Appellee also relied on the case of 143 Tex. 607, 187 S.W.2d 657. This case also involved death benefits under the Workmen’s Compensation Law, and has no application here, where a compromise settlement is reached by the parties and it is approved by the Industrial Accident Board.
The rule is not the same in a case in which a workman has been injured and compensation payments made to him when the extent and duration of his disability are uncertain, indefinite and incapable of being satisfactorily established. In Texas Employers’ Insurance Association v. Texas & Pacific Ry. Co., Tex.Civ.App., 129 S.W.2d 746, 750, the court said in part, ‘The statute [Art. 8307, sec. 6a, R.S.1925] makes the insurance carrier an agent or trustee for the injured employee or beneficiary to bring and maintain action against a negligent third party. The insurance carrier cannot maintain the action either for itself, or in its trust capacity for the employee or beneficiary, until the amount of its liability for Workmen’s Compensation ‘has been paid or assumed.’ This is so because there could be no apportionment of the cause of action *276 or the amount of recovery thereon as between the insurance carrier in its own right and that of the injured employee or beneficiary represented by it as trustee. In fact, the very existence of any cause of action by the injured employee, or his beneficiary may, under easily conceivable circumstances, be wholly contingent upon the amount of compensation paid or assumed by the insurance carrier.’
The payment of weekly compensation benefits by the insurer to the extent and in the manner as was done in this case, in no way constitutes an admission of liability by the insurer, because it is free thereafter to deny liability and require the claiment to prove his right to recovery. Davis v. Texas Employers’ Insurance Association, Tex.Civ.App., 257 S.W.2d 755. In the instant case, appellant Texas Employers’ Insurance Association did not assume payment of compensation to Brooks until the compromise settlement was approved by the Industrial Accident Board.

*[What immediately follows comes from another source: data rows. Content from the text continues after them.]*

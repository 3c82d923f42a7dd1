//! Loopback HTTP server for exercising the clients over a real socket.

use std::io::{Read, Write};
use std::net::{TcpListener, TcpStream};
use std::sync::{Arc, Mutex};
use std::thread::JoinHandle;

/// A request as the server saw it. Header names are lowercased.
#[derive(Debug, Clone)]
pub struct RecordedRequest {
    pub request_line: String,
    pub headers: Vec<(String, String)>,
    pub body: String,
}

impl RecordedRequest {
    pub fn header(&self, name: &str) -> Option<&str> {
        self.headers
            .iter()
            .find(|(k, _)| k == name)
            .map(|(_, v)| v.as_str())
    }
}

/// Serves one scripted response per connection, then stops accepting.
pub struct ScriptedServer {
    pub url: String,
    requests: Arc<Mutex<Vec<RecordedRequest>>>,
    handle: Option<JoinHandle<()>>,
}

impl ScriptedServer {
    pub fn start(responses: Vec<(u16, &'static str)>) -> Self {
        let listener = TcpListener::bind("127.0.0.1:0").unwrap();
        let url = format!("http://{}", listener.local_addr().unwrap());
        let requests = Arc::new(Mutex::new(Vec::new()));

        let recorded = requests.clone();
        let handle = std::thread::spawn(move || {
            for (status, body) in responses {
                let Ok((mut stream, _)) = listener.accept() else {
                    return;
                };
                if let Some(request) = read_request(&mut stream) {
                    recorded.lock().unwrap().push(request);
                }
                let reply = format!(
                    "HTTP/1.1 {} Scripted\r\nContent-Type: application/json\r\nContent-Length: {}\r\nConnection: close\r\n\r\n{}",
                    status,
                    body.len(),
                    body
                );
                let _ = stream.write_all(reply.as_bytes());
                let _ = stream.flush();
            }
        });

        Self {
            url,
            requests,
            handle: Some(handle),
        }
    }

    /// Wait for every scripted response to be served and return the requests.
    pub fn finish(mut self) -> Vec<RecordedRequest> {
        if let Some(handle) = self.handle.take() {
            handle.join().unwrap();
        }
        self.requests()
    }

    pub fn requests(&self) -> Vec<RecordedRequest> {
        self.requests.lock().unwrap().clone()
    }
}

/// An address nothing listens on.
pub fn refused_url() -> String {
    let listener = TcpListener::bind("127.0.0.1:0").unwrap();
    let addr = listener.local_addr().unwrap();
    drop(listener);
    format!("http://{}", addr)
}

fn read_request(stream: &mut TcpStream) -> Option<RecordedRequest> {
    let mut buf = Vec::new();
    let mut chunk = [0u8; 4096];

    let head_end = loop {
        if let Some(pos) = buf.windows(4).position(|w| w == b"\r\n\r\n") {
            break pos;
        }
        let n = stream.read(&mut chunk).ok()?;
        if n == 0 {
            return None;
        }
        buf.extend_from_slice(&chunk[..n]);
    };

    let head = String::from_utf8_lossy(&buf[..head_end]).to_string();
    let mut lines = head.split("\r\n");
    let request_line = lines.next()?.to_string();
    let headers: Vec<(String, String)> = lines
        .filter_map(|line| line.split_once(':'))
        .map(|(k, v)| (k.trim().to_lowercase(), v.trim().to_string()))
        .collect();

    let content_length = headers
        .iter()
        .find(|(k, _)| k == "content-length")
        .and_then(|(_, v)| v.parse::<usize>().ok())
        .unwrap_or(0);

    let body_start = head_end + 4;
    while buf.len() < body_start + content_length {
        let n = stream.read(&mut chunk).ok()?;
        if n == 0 {
            break;
        }
        buf.extend_from_slice(&chunk[..n]);
    }
    let body_end = buf.len().min(body_start + content_length);
    let body = String::from_utf8_lossy(&buf[body_start..body_end]).to_string();

    Some(RecordedRequest {
        request_line,
        headers,
        body,
    })
}
//! Replicate prediction client for the Flock Web3 tool-calling model.
//!
//! A prediction is created synchronously (`Prefer: wait`) with
//! `{version, input: {query, tools, temperature, top_p, max_new_tokens}}` and
//! the model's `output` is handed back untouched. Cold models tend to finish
//! with a `null` output; those are retried with exponential backoff.

use crate::config::RemoteLlmConfig;
use crate::error::{LlmError, Result};
use crate::retry::{with_retry, RetryConfig};
use crate::traits::{ResolveRequest, ToolResolver};
use async_trait::async_trait;
use reqwest::Client;
use serde::{Deserialize, Serialize};
use serde_json::Value;
use tracing::debug;

/// Credential name used for Replicate.
pub const REPLICATE_CREDENTIAL: &str = "replicate";

/// Model version of the Flock Web3 agent on Replicate.
pub const FLOCK_WEB3_VERSION: &str = "3babfa32ab245cf8e047ff7366bcb4d5a2b4f0f108f504c47d5a84e23c02ff5f";

/// Replicate predictions client.
#[derive(Clone)]
pub struct ReplicateClient {
    config: RemoteLlmConfig,
    retry: RetryConfig,
    client: Client,
}

impl ReplicateClient {
    /// Create a client; `config.model` holds the model version hash.
    pub fn new(config: RemoteLlmConfig) -> Result<Self> {
        let client = Client::builder().timeout(config.timeout).build()?;
        Ok(Self {
            config,
            retry: RetryConfig::default(),
            client,
        })
    }

    /// Override the cold-start retry policy.
    pub fn with_retry(mut self, retry: RetryConfig) -> Self {
        self.retry = retry;
        self
    }

    fn build_request(&self, request: &ResolveRequest) -> PredictionRequest<'_> {
        PredictionRequest {
            version: &self.config.model,
            input: PredictionInput {
                query: request.query.clone(),
                tools: request.tools.clone(),
                top_p: request.top_p,
                temperature: request.temperature,
                max_new_tokens: request.max_new_tokens,
            },
        }
    }

    async fn create_prediction(&self, api_key: &str, body: &PredictionRequest<'_>) -> Result<Value> {
        let url = format!("{}/predictions", self.config.base_url.trim_end_matches('/'));
        debug!(url = %url, version = %body.version, "Creating prediction");

        let builder = self
            .client
            .post(&url)
            .header("Content-Type", "application/json")
            .header("Prefer", "wait");
        let builder = match &self.config.auth_header {
            Some(header) => builder.header(header.as_str(), api_key),
            None => builder.bearer_auth(api_key),
        };

        let response = builder.json(body).send().await?;

        if !response.status().is_success() {
            let status = response.status();
            let text = response.text().await.unwrap_or_default();
            return Err(LlmError::from_status("Replicate", status, error_detail(&text)));
        }

        let prediction: PredictionResponse = response.json().await?;
        extract_output(prediction)
    }
}

#[async_trait]
impl ToolResolver for ReplicateClient {
    async fn resolve(&self, request: ResolveRequest) -> Result<Value> {
        let api_key = request
            .api_key
            .clone()
            .filter(|k| !k.is_empty())
            .ok_or_else(|| LlmError::ApiKeyNotFound(REPLICATE_CREDENTIAL.to_string()))?;

        let body = self.build_request(&request);

        with_retry(
            &self.retry,
            "replicate-prediction",
            |e: &LlmError| e.is_retryable(),
            || self.create_prediction(&api_key, &body),
        )
        .await
    }

    fn credential(&self) -> Option<&'static str> {
        Some(REPLICATE_CREDENTIAL)
    }
}

/// Pull `output` out of a finished prediction.
///
/// A `null` output on a successful prediction is reported as
/// `ServiceUnavailable` so the retry loop treats it as a cold start.
fn extract_output(prediction: PredictionResponse) -> Result<Value> {
    if let Some(error) = prediction.error.filter(|e| !e.is_null()) {
        let message = match error {
            Value::String(s) => s,
            other => other.to_string(),
        };
        return Err(LlmError::ProviderError(message));
    }

    match prediction.output {
        Some(Value::Null) | None => Err(LlmError::ServiceUnavailable(format!(
            "prediction {} returned no output (status: {})",
            prediction.id.as_deref().unwrap_or("?"),
            prediction.status.as_deref().unwrap_or("unknown")
        ))),
        Some(output) => Ok(output),
    }
}

/// Prefer Replicate's `detail`/`error` field over the raw body.
fn error_detail(body: &str) -> String {
    serde_json::from_str::<Value>(body)
        .ok()
        .and_then(|v| {
            v.get("detail")
                .or_else(|| v.get("error"))
                .and_then(|d| d.as_str().map(str::to_string))
        })
        .unwrap_or_else(|| body.to_string())
}

#[derive(Debug, Serialize)]
struct PredictionRequest<'a> {
    version: &'a str,
    input: PredictionInput,
}

#[derive(Debug, Serialize)]
struct PredictionInput {
    query: String,
    tools: String,
    top_p: f32,
    temperature: f32,
    max_new_tokens: u32,
}

#[derive(Debug, Deserialize)]
struct PredictionResponse {
    #[serde(default)]
    id: Option<String>,
    #[serde(default)]
    status: Option<String>,
    #[serde(default)]
    output: Option<Value>,
    #[serde(default)]
    error: Option<Value>,
}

We hold therefore that limitation did not begin to run against this cause of action when the compensation carrier initiated weekly compensation payments on April 16, 1951.
On authority of Brannan v. Texas Employers’ Insurance Association, 151 Tex. 210, 248 S.W.2d 118, we hold that limitation in this case began to run from the date of the approval of the compromise settlement agreement by the Industrial Accident Board on December 19, 1951. There it is held that such an agreement is of no effect whatever until it is approved by the Board.
We believe the trial court erred in holding to the contrary and sustaining the plea of limitation advanced by the appellee in its motion for summary judgment, and the judgment of the trial court is reversed and the cause is remanded for trial on its merits.